* _TASK ITEM_:
Number of lines below with the word "NodeApiError": give it and nothing more.

* _SOURCE DATA_:

━━━━━━━━━━━━━━━━━━━━

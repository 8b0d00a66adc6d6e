// SPDX-License-Identifier: BUSL-1.1
// Copyright (c) 2026 Alfred Jean LLC

//! The task-node HTTP API.
//!
//! Endpoints (all under bearer auth `Authorization: token <key>`):
//! `GET /machines`, `POST /binaries/{sha256}`, `POST /tasks`,
//! `GET /tasks/{id}`, `GET /tasks/{id}/result`, `DELETE /tasks/{id}`.
//!
//! `POST /tasks` injects the dispatched task into the node's own
//! controller loop; the node then schedules, detonates and
//! post-processes it locally, and the main node polls for the terminal
//! state before pulling the result tarball.

use crate::transfer::pack_task_dir;
use axum::body::Bytes;
use axum::extract::{Path as AxumPath, State};
use axum::http::{HeaderMap, StatusCode};
use axum::response::{IntoResponse, Response};
use axum::routing::{get, post};
use axum::{Json, Router};
use cuckoo_core::{
    Analysis, AnalysisState, CuckooCwd, Event, Machine, Task, TaskId, TaskState,
};
use cuckoo_machinery::MachinePool;
use cuckoo_storage::{BinaryStore, MaterializedState};
use parking_lot::Mutex;
use serde::{Deserialize, Serialize};
use std::net::SocketAddr;
use std::sync::Arc;
use thiserror::Error;
use tokio::sync::mpsc;
use tracing::{info, warn};

#[derive(Debug, Error)]
pub enum NodeApiError {
    #[error("failed to bind node api at {0}: {1}")]
    BindFailed(SocketAddr, std::io::Error),
}

/// Dispatch request from the main node.
#[derive(Debug, Clone, Serialize, Deserialize)]
pub struct DispatchRequest {
    pub task: Task,
    /// Analysis snapshot (settings + target) the task belongs to.
    pub analysis: Analysis,
}

/// Task state snapshot returned by `GET /tasks/{id}`.
#[derive(Debug, Clone, Serialize, Deserialize)]
pub struct TaskSnapshot {
    pub id: TaskId,
    pub state: TaskState,
    pub score: u32,
    pub families: Vec<String>,
    pub errors: std::collections::BTreeMap<String, Vec<String>>,
}

/// Shared state behind the router.
#[derive(Clone)]
pub struct NodeApi {
    pub pool: MachinePool,
    pub state: Arc<Mutex<MaterializedState>>,
    pub cwd: CuckooCwd,
    pub event_tx: mpsc::Sender<Event>,
    pub api_key: Arc<String>,
}

impl NodeApi {
    pub fn router(self) -> Router {
        Router::new()
            .route("/machines", get(list_machines))
            .route("/binaries/{sha256}", post(store_binary))
            .route("/tasks", post(dispatch_task))
            .route(
                "/tasks/{id}",
                get(task_snapshot).delete(cancel_task),
            )
            .route("/tasks/{id}/result", get(task_result))
            .with_state(self)
    }

    /// Bind and serve until the process exits.
    pub async fn serve(self, addr: SocketAddr) -> Result<(), NodeApiError> {
        let listener = tokio::net::TcpListener::bind(addr)
            .await
            .map_err(|e| NodeApiError::BindFailed(addr, e))?;
        info!(addr = %addr, "node api listening");
        let router = self.router();
        axum::serve(listener, router)
            .await
            .map_err(|e| NodeApiError::BindFailed(addr, std::io::Error::other(e)))
    }

    fn authorize(&self, headers: &HeaderMap) -> Result<(), StatusCode> {
        let expected = format!("token {}", self.api_key);
        match headers.get("authorization").and_then(|v| v.to_str().ok()) {
            Some(got) if got == expected => Ok(()),
            _ => Err(StatusCode::UNAUTHORIZED),
        }
    }
}

async fn list_machines(
    State(api): State<NodeApi>,
    headers: HeaderMap,
) -> Result<Json<Vec<Machine>>, StatusCode> {
    api.authorize(&headers)?;
    Ok(Json(api.pool.snapshot()))
}

async fn store_binary(
    State(api): State<NodeApi>,
    AxumPath(sha256): AxumPath<String>,
    headers: HeaderMap,
    body: Bytes,
) -> Result<StatusCode, StatusCode> {
    api.authorize(&headers)?;

    let store = BinaryStore::new(api.cwd.binaries_dir());
    if store.contains(&sha256) {
        return Ok(StatusCode::OK);
    }
    let digest = store
        .put_bytes(&body)
        .map_err(|_| StatusCode::UNPROCESSABLE_ENTITY)?;
    if digest != sha256 {
        warn!(claimed = %sha256, actual = %digest, "binary upload digest mismatch");
        return Err(StatusCode::BAD_REQUEST);
    }
    Ok(StatusCode::CREATED)
}

async fn dispatch_task(
    State(api): State<NodeApi>,
    headers: HeaderMap,
    Json(request): Json<DispatchRequest>,
) -> Result<StatusCode, StatusCode> {
    api.authorize(&headers)?;

    // For file targets, the payload must already be in the binary store.
    if let cuckoo_core::TargetDescriptor::File { sha256, .. } = &request.analysis.target {
        let store = BinaryStore::new(api.cwd.binaries_dir());
        if !store.contains(sha256) {
            return Err(StatusCode::CONFLICT);
        }
    }

    info!(task = %request.task.id, "accepting dispatched task");

    // Seed the node-local rows, then let the node's controller schedule
    // the task like any other pending work.
    let mut analysis = request.analysis;
    analysis.state = AnalysisState::TasksPending;
    analysis.task_ids.clear();
    let mut task = request.task;
    task.state = TaskState::Pending;
    task.machine = None;
    task.node = None;

    let events = [
        Event::AnalysisTracked {
            analysis: Box::new(analysis),
        },
        Event::TaskCreated {
            task: Box::new(task),
        },
    ];
    for event in events {
        if api.event_tx.send(event).await.is_err() {
            return Err(StatusCode::SERVICE_UNAVAILABLE);
        }
    }
    Ok(StatusCode::ACCEPTED)
}

async fn task_snapshot(
    State(api): State<NodeApi>,
    AxumPath(id): AxumPath<String>,
    headers: HeaderMap,
) -> Result<Json<TaskSnapshot>, StatusCode> {
    api.authorize(&headers)?;

    let state = api.state.lock();
    let task = state
        .task(&TaskId::new(id))
        .ok_or(StatusCode::NOT_FOUND)?;
    Ok(Json(TaskSnapshot {
        id: task.id.clone(),
        state: task.state,
        score: task.score,
        families: task.families.clone(),
        errors: task.errors.clone(),
    }))
}

async fn task_result(
    State(api): State<NodeApi>,
    AxumPath(id): AxumPath<String>,
    headers: HeaderMap,
) -> Response {
    if let Err(status) = api.authorize(&headers) {
        return status.into_response();
    }

    let task_id = TaskId::new(id);
    let task_dir = api.cwd.task_dir(&task_id);
    match pack_task_dir(&task_dir) {
        Ok(bytes) => (
            StatusCode::OK,
            [("content-type", "application/zstd")],
            bytes,
        )
            .into_response(),
        Err(e) => {
            warn!(task = %task_id, error = %e, "cannot pack result tarball");
            StatusCode::NOT_FOUND.into_response()
        }
    }
}

async fn cancel_task(
    State(api): State<NodeApi>,
    AxumPath(id): AxumPath<String>,
    headers: HeaderMap,
) -> Result<StatusCode, StatusCode> {
    api.authorize(&headers)?;

    let event = Event::TaskCancel {
        id: TaskId::new(id),
    };
    api.event_tx
        .send(event)
        .await
        .map_err(|_| StatusCode::SERVICE_UNAVAILABLE)?;
    Ok(StatusCode::ACCEPTED)
}

#[cfg(test)]
#[path = "api_tests.rs"]
mod tests;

━━━━━━━━━━━━━━━━━━━━

* _ANSWER SPACE_:
4